The flexibility to set tuition is part of the three-phase redesign of Passhe, which has seen declining enrollment for the eighth-straight year, according to The Philadelphia Inquirer. Some colleges in the state have been harder hit than others; enrollment at Mansfield University has dropped by more than 50% since 2010.
The new "sharing system" will help Passhe shore up its finances by combining some administrative functions and offering course-sharing across institutions, including online, in an attempt to cut down on operating costs. The new tuition policy will allow the universities to craft budgets over multiple years and give students more predictability around college costs, said Cynthia Shapira, Passhe's board chair, in a statement.
Several Passhe colleges were experimenting with per-credit tuition pricing prior to the announcement, according to the Pittsburgh Post-Gazette. Millersville University was the earliest, making the switch in the 2014-15 academic year. Although the new strategy has raised its annual tuition revenue by $5 million, some board members expressed concerns that it was having a negative effect on low-income and minority students.
Passhe leaders have applauded the changes. "The beauty of the policy is that each institution with its own distinctive nature, its own culture, its own region, can look at its data, its own student body, and be able to come up with a plan that is the best fit for them," Shippensburg University President Laurie Carter told The Inquirer.
Policies on tuition-setting have long been debated. Concerns over rising tuition prices have prompted some lawmakers to seek control over the process, though the majority of states give that authority to "single- or multi-institutional boards," according to the Education Commission of the States.
The Commission points to changes in Louisiana's tuition-setting policies as one of the most notable in recent years. Boards took over control from lawmakers to set tuition rates for two- and four-year schools, though there are caps on tuition hikes.
Who controls tuition was the subject of a ballot initiative in Florida in November, and earlier this year in North Dakota, state legislators moved to take control of tuition levels from a state panel because, proponents said, both state funding and tuition were rising simultaneously.
However, a 2017 report by the State Higher Education Executive Officers Association found many states lack a clear strategy for tuition-setting and often don't address critical issues about affordability.

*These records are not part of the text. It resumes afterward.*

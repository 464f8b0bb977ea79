//! Netscape cookie files for `-b <file>` and `-c <jar>`
//!
//! Lines are `domain  include_subdomains  path  secure  expires  name  value`
//! separated by tabs. `#HttpOnly_` prefixed domains are accepted; other `#`
//! lines are comments.

use std::fmt::Write as _;

use reqwest::cookie::Jar;
use url::Url;

const HTTP_ONLY_PREFIX: &str = "#HttpOnly_";

#[derive(Debug, Clone, PartialEq, Eq)]
pub struct CookieRecord {
    pub domain: String,
    pub include_subdomains: bool,
    pub path: String,
    pub secure: bool,
    /// Unix seconds; 0 for a session cookie
    pub expires: u64,
    pub name: String,
    pub value: String,
}

impl CookieRecord {
    /// Build a record from a `Set-Cookie` value received from `origin`.
    pub fn from_set_cookie(header: &str, origin: &Url) -> Option<Self> {
        let mut attributes = header.split(';').map(str::trim);
        let (name, value) = attributes.next()?.split_once('=')?;
        if name.is_empty() {
            return None;
        }
        let mut record = Self {
            domain: origin.host_str()?.to_string(),
            include_subdomains: false,
            path: "/".to_string(),
            secure: false,
            expires: 0,
            name: name.to_string(),
            value: value.to_string(),
        };
        for attribute in attributes {
            let (key, val) = attribute.split_once('=').unwrap_or((attribute, ""));
            match key.to_ascii_lowercase().as_str() {
                "domain" if !val.is_empty() => {
                    record.domain = val.trim_start_matches('.').to_ascii_lowercase();
                    record.include_subdomains = true;
                }
                "path" if val.starts_with('/') => record.path = val.to_string(),
                "secure" => record.secure = true,
                "max-age" => {
                    if let Ok(secs) = val.parse::<i64>() {
                        record.expires = unix_now().saturating_add_signed(secs).max(1);
                    }
                }
                _ => {}
            }
        }
        Some(record)
    }

    fn to_set_cookie(&self) -> String {
        let mut out = format!("{}={}; Path={}", self.name, self.value, self.path);
        if self.include_subdomains {
            let _ = write!(out, "; Domain={}", self.domain);
        }
        if self.secure {
            out.push_str("; Secure");
        }
        out
    }

    fn origin(&self) -> Option<Url> {
        let scheme = if self.secure { "https" } else { "http" };
        Url::parse(&format!("{scheme}://{}{}", self.domain, self.path)).ok()
    }

    fn is_expired(&self, now: u64) -> bool {
        self.expires != 0 && self.expires <= now
    }
}

fn unix_now() -> u64 {
    std::time::SystemTime::now()
        .duration_since(std::time::UNIX_EPOCH)
        .map_or(0, |d| d.as_secs())
}

/// Parse a cookie file. Malformed lines are skipped.
pub fn parse_netscape(text: &str) -> Vec<CookieRecord> {
    text.lines()
        .filter_map(|line| {
            let line = line.trim_end_matches('\r');
            let line = line.strip_prefix(HTTP_ONLY_PREFIX).unwrap_or(line);
            if line.is_empty() || line.starts_with('#') {
                return None;
            }
            let fields: Vec<&str> = line.split('\t').collect();
            if fields.len() < 7 {
                return None;
            }
            Some(CookieRecord {
                domain: fields[0].trim_start_matches('.').to_string(),
                include_subdomains: fields[1].eq_ignore_ascii_case("TRUE"),
                path: fields[2].to_string(),
                secure: fields[3].eq_ignore_ascii_case("TRUE"),
                expires: fields[4].parse().unwrap_or(0),
                name: fields[5].to_string(),
                value: fields[6..].join("\t"),
            })
        })
        .collect()
}

/// Load unexpired records into `jar`. Returns how many were added.
pub fn load_into(jar: &Jar, records: &[CookieRecord]) -> usize {
    let now = unix_now();
    records
        .iter()
        .filter(|record| !record.is_expired(now))
        .filter_map(|record| {
            let origin = record.origin()?;
            jar.add_cookie_str(&record.to_set_cookie(), &origin);
            Some(())
        })
        .count()
}

/// Render records as a cookie file. Later records replace earlier ones with
/// the same domain, path and name.
pub fn render_netscape(records: &[CookieRecord]) -> String {
    let now = unix_now();
    let mut latest: Vec<&CookieRecord> = Vec::new();
    for record in records {
        latest.retain(|seen| {
            !(seen.domain == record.domain && seen.path == record.path && seen.name == record.name)
        });
        latest.push(record);
    }

    let mut out = String::from("# Netscape HTTP Cookie File\n# Written by kurl\n\n");
    for record in latest.into_iter().filter(|r| !r.is_expired(now)) {
        let flag = |b: bool| if b { "TRUE" } else { "FALSE" };
        let domain = if record.include_subdomains {
            format!(".{}", record.domain)
        } else {
            record.domain.clone()
        };
        let _ = writeln!(
            out,
            "{domain}\t{}\t{}\t{}\t{}\t{}\t{}",
            flag(record.include_subdomains),
            record.path,
            flag(record.secure),
            record.expires,
            record.name,
            record.value
        );
    }
    out
}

And allowing for more flexibility doesn't always solve the problems it intends to. In 2003, the Texas legislature moved from a uniform tuition-setting policy to let institutions set their rates. A 2016 study of the effects of that change found wider price variation and significant price increases for more selective institutions in the system and among undergraduate programs with higher earning potential. The institutions did add aid and other incentives to help low-income students manage those costs.